Stored data entries
*** Begin section ***

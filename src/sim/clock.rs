//! Pausable match clock
//!
//! The single source of truth for "wall time since start minus time spent
//! paused". Pause time is finalized exactly once, on resume; while a pause is
//! in progress it is derived lazily from `pause_started_at`.

use serde::{Deserialize, Serialize};

use crate::Millis;
use crate::error::ClockError;

/// Match clock with pause accounting
#[derive(Debug, Clone, Default, PartialEq, Serialize, Deserialize)]
pub struct MatchClock {
    /// Wall time the match began (None before start)
    start_time: Option<Millis>,
    /// Sum of all completed pause intervals
    total_paused: Millis,
    /// Wall time the current pause began (Some exactly while paused)
    pause_started_at: Option<Millis>,
}

impl MatchClock {
    pub fn new() -> Self {
        Self::default()
    }

    /// Start the clock. A clock is single-use.
    pub fn start(&mut self, now: Millis) -> Result<(), ClockError> {
        if self.start_time.is_some() {
            log::warn!("MatchClock::start called twice");
            return Err(ClockError::AlreadyStarted);
        }
        self.start_time = Some(now);
        self.total_paused = 0.0;
        self.pause_started_at = None;
        Ok(())
    }

    pub fn is_started(&self) -> bool {
        self.start_time.is_some()
    }

    pub fn is_paused(&self) -> bool {
        self.pause_started_at.is_some()
    }

    pub fn start_time(&self) -> Option<Millis> {
        self.start_time
    }

    /// Completed pause time only (excludes a pause in progress)
    pub fn total_paused(&self) -> Millis {
        self.total_paused
    }

    /// Begin a pause. Returns `Ok(false)` if already paused.
    pub fn pause(&mut self, now: Millis) -> Result<bool, ClockError> {
        if self.start_time.is_none() {
            return Err(ClockError::NotStarted);
        }
        if self.is_paused() {
            return Ok(false);
        }
        self.pause_started_at = Some(now);
        Ok(true)
    }

    /// End the current pause, folding its length into `total_paused`.
    /// Returns `Ok(false)` if not paused.
    pub fn resume(&mut self, now: Millis) -> Result<bool, ClockError> {
        if self.start_time.is_none() {
            return Err(ClockError::NotStarted);
        }
        let Some(paused_at) = self.pause_started_at.take() else {
            return Ok(false);
        };
        self.total_paused += (now - paused_at).max(0.0);
        Ok(true)
    }

    /// Length of the pause in progress (0 when running)
    pub fn current_pause(&self, now: Millis) -> Millis {
        self.pause_started_at
            .map(|at| (now - at).max(0.0))
            .unwrap_or(0.0)
    }

    /// Wall time since start minus all paused time, including a pause in
    /// progress. Constant while paused, never negative.
    pub fn effective_elapsed(&self, now: Millis) -> Result<Millis, ClockError> {
        let start = self.start_time.ok_or(ClockError::NotStarted)?;
        // While paused, time stops at the instant the pause began
        let reference = match self.pause_started_at {
            Some(at) => at.min(now),
            None => now,
        };
        Ok((reference - start - self.total_paused).max(0.0))
    }
}

#[cfg(test)]
mod tests {
    use super::*;
    use proptest::prelude::*;

    #[test]
    fn test_not_started() {
        let clock = MatchClock::new();
        assert_eq!(clock.effective_elapsed(10.0), Err(ClockError::NotStarted));

        let mut clock = MatchClock::new();
        assert_eq!(clock.pause(10.0), Err(ClockError::NotStarted));
        assert_eq!(clock.resume(10.0), Err(ClockError::NotStarted));
    }

    #[test]
    fn test_start_is_single_use() {
        let mut clock = MatchClock::new();
        clock.start(100.0).unwrap();
        assert_eq!(clock.start(200.0), Err(ClockError::AlreadyStarted));
        assert_eq!(clock.start_time(), Some(100.0));
    }

    #[test]
    fn test_resume_folds_exact_pause_interval() {
        let mut clock = MatchClock::new();
        clock.start(0.0).unwrap();
        assert_eq!(clock.pause(100.0), Ok(true));
        assert_eq!(clock.resume(600.0), Ok(true));
        assert_eq!(clock.total_paused(), 500.0);
        assert_eq!(clock.effective_elapsed(700.0), Ok(200.0));
    }

    #[test]
    fn test_pause_and_resume_are_idempotent() {
        let mut clock = MatchClock::new();
        clock.start(0.0).unwrap();
        assert_eq!(clock.resume(50.0), Ok(false));
        assert_eq!(clock.pause(100.0), Ok(true));
        assert_eq!(clock.pause(300.0), Ok(false));
        assert_eq!(clock.resume(600.0), Ok(true));
        assert_eq!(clock.resume(900.0), Ok(false));
        // Second pause() must not have moved the pause origin
        assert_eq!(clock.total_paused(), 500.0);
    }

    #[test]
    fn test_sampling_during_pause_does_not_accumulate() {
        let mut clock = MatchClock::new();
        clock.start(0.0).unwrap();
        clock.pause(1000.0).unwrap();
        // A 50ms sampler reading the clock during the pause
        let mut t = 1000.0;
        while t < 3000.0 {
            assert_eq!(clock.effective_elapsed(t), Ok(1000.0));
            assert_eq!(clock.total_paused(), 0.0);
            t += 50.0;
        }
        assert!((clock.current_pause(2500.0) - 1500.0).abs() < 1e-9);
        clock.resume(3000.0).unwrap();
        assert_eq!(clock.total_paused(), 2000.0);
        assert_eq!(clock.effective_elapsed(3000.0), Ok(1000.0));
    }

    #[test]
    fn test_time_before_start_clamps_to_zero() {
        let mut clock = MatchClock::new();
        clock.start(500.0).unwrap();
        assert_eq!(clock.effective_elapsed(100.0), Ok(0.0));
    }

    proptest! {
        #[test]
        fn prop_monotonic_without_pause(start in 0.0f64..1e6, a in 0.0f64..1e6, b in 0.0f64..1e6) {
            let mut clock = MatchClock::new();
            clock.start(start).unwrap();
            let (lo, hi) = if a <= b { (a, b) } else { (b, a) };
            let e1 = clock.effective_elapsed(start + lo).unwrap();
            let e2 = clock.effective_elapsed(start + hi).unwrap();
            prop_assert!(e2 >= e1);
        }

        #[test]
        fn prop_constant_while_paused(pause_at in 0.0f64..1e5, d1 in 0.0f64..1e5, d2 in 0.0f64..1e5) {
            let mut clock = MatchClock::new();
            clock.start(0.0).unwrap();
            clock.pause(pause_at).unwrap();
            let e1 = clock.effective_elapsed(pause_at + d1).unwrap();
            let e2 = clock.effective_elapsed(pause_at + d2).unwrap();
            prop_assert_eq!(e1, e2);
        }

        #[test]
        fn prop_total_paused_is_sum_of_intervals(intervals in prop::collection::vec((1.0f64..500.0, 1.0f64..500.0), 1..10)) {
            let mut clock = MatchClock::new();
            clock.start(0.0).unwrap();
            let mut now = 0.0;
            let mut expected = 0.0;
            for (run, paused) in intervals {
                now += run;
                clock.pause(now).unwrap();
                now += paused;
                clock.resume(now).unwrap();
                expected += paused;
            }
            prop_assert!((clock.total_paused() - expected).abs() < 1e-6);
            prop_assert!((clock.effective_elapsed(now).unwrap() - (now - expected)).abs() < 1e-6);
        }
    }
}
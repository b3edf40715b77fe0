//! Platform abstraction layer
//!
//! Browser glue for:
//! - Time (`performance.now()`)
//! - The match-start handshake (health check, socket, start request)
//! - The single per-match driver tick
//! - Keyboard and focus events
//!
//! Natively there is no platform layer; the sim core is driven directly.

#[cfg(target_arch = "wasm32")]
pub mod web;

/// Identifies one match within a driver. Async handshake steps and socket
/// callbacks capture the value current when they were created and bail out
/// once a restart has moved it on.
#[derive(Debug, Clone, Copy, PartialEq, Eq, Default)]
pub struct MatchGeneration(u64);

impl MatchGeneration {
    /// Move to the next match and return its generation
    pub fn advance(&mut self) -> MatchGeneration {
        self.0 = self.0.wrapping_add(1);
        *self
    }

    pub fn is(&self, other: MatchGeneration) -> bool {
        *self == other
    }
}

*** End section ***

Show every line above in which the word "minus" appears.

Written reply
//! The single source of truth for "wall time since start minus time spent
    /// Wall time since start minus all paused time, including a pause in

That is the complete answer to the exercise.